Retype every entry below without altering anything.

■ **Input data**:
....
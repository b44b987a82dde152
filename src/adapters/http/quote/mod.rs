//! HTTP adapter for the quote wizard and pricing preview.

mod dto;
mod handlers;
mod routes;

pub use dto::{EstimateResponse, SubmitQuoteResponse, ToggleComplianceResponse, WizardResponse};
pub use handlers::QuoteHandlers;
pub use routes::quote_routes;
....
■ **Output below**:
repository b44b987a82dde152
filename src/adapters/http/quote/mod.rs
//! HTTP adapter for the quote wizard and pricing preview.

mod dto;
mod handlers;
mod routes;

pub use dto::{EstimateResponse, SubmitQuoteResponse, ToggleComplianceResponse, WizardResponse};
pub use handlers::QuoteHandlers;
pub use routes::quote_routes;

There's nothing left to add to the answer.